[[ DATA FOR REVIEW, beginning ]]
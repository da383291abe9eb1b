//! Trait abstraction for the auth backend to enable mocking in tests

use super::{AuthError, Credentials, RegistrationRequest, ResetRequest, SubmissionResult};
use async_trait::async_trait;

/// Backend operations for the four authentication flows plus social login.
///
/// Payloads are taken by value: submissions run on a spawned task that
/// outlives the borrow of the form they came from.
#[cfg_attr(test, mockall::automock)]
#[async_trait]
pub trait AuthBackend: Send + Sync {
    /// Attempt a credential login
    async fn login(&self, credentials: Credentials) -> Result<SubmissionResult, AuthError>;

    /// Create a new account
    async fn register(&self, request: RegistrationRequest)
        -> Result<SubmissionResult, AuthError>;

    /// Request a password-reset link for an email address
    async fn request_password_reset(&self, email: String)
        -> Result<SubmissionResult, AuthError>;

    /// Complete a password reset using a token from the reset link
    async fn reset_password(&self, request: ResetRequest)
        -> Result<SubmissionResult, AuthError>;

    /// Start a social-login exchange with a third-party provider
    async fn social_login(&self, provider: String) -> Result<SubmissionResult, AuthError>;
}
[[ DATA FOR REVIEW, end ]]
■ EXERCISE BRIEF
An exact copy of the lines from the one with "spawned task that" through the last line of the listing is the whole answer.

■ RESPONSE BELOW
/// Payloads are taken by value: submissions run on a spawned task that
/// outlives the borrow of the form they came from.
#[cfg_attr(test, mockall::automock)]
#[async_trait]
pub trait AuthBackend: Send + Sync {
    /// Attempt a credential login
    async fn login(&self, credentials: Credentials) -> Result<SubmissionResult, AuthError>;

    /// Create a new account
    async fn register(&self, request: RegistrationRequest)
        -> Result<SubmissionResult, AuthError>;

    /// Request a password-reset link for an email address
    async fn request_password_reset(&self, email: String)
        -> Result<SubmissionResult, AuthError>;

    /// Complete a password reset using a token from the reset link
    async fn reset_password(&self, request: ResetRequest)
        -> Result<SubmissionResult, AuthError>;

    /// Start a social-login exchange with a third-party provider
    async fn social_login(&self, provider: String) -> Result<SubmissionResult, AuthError>;
}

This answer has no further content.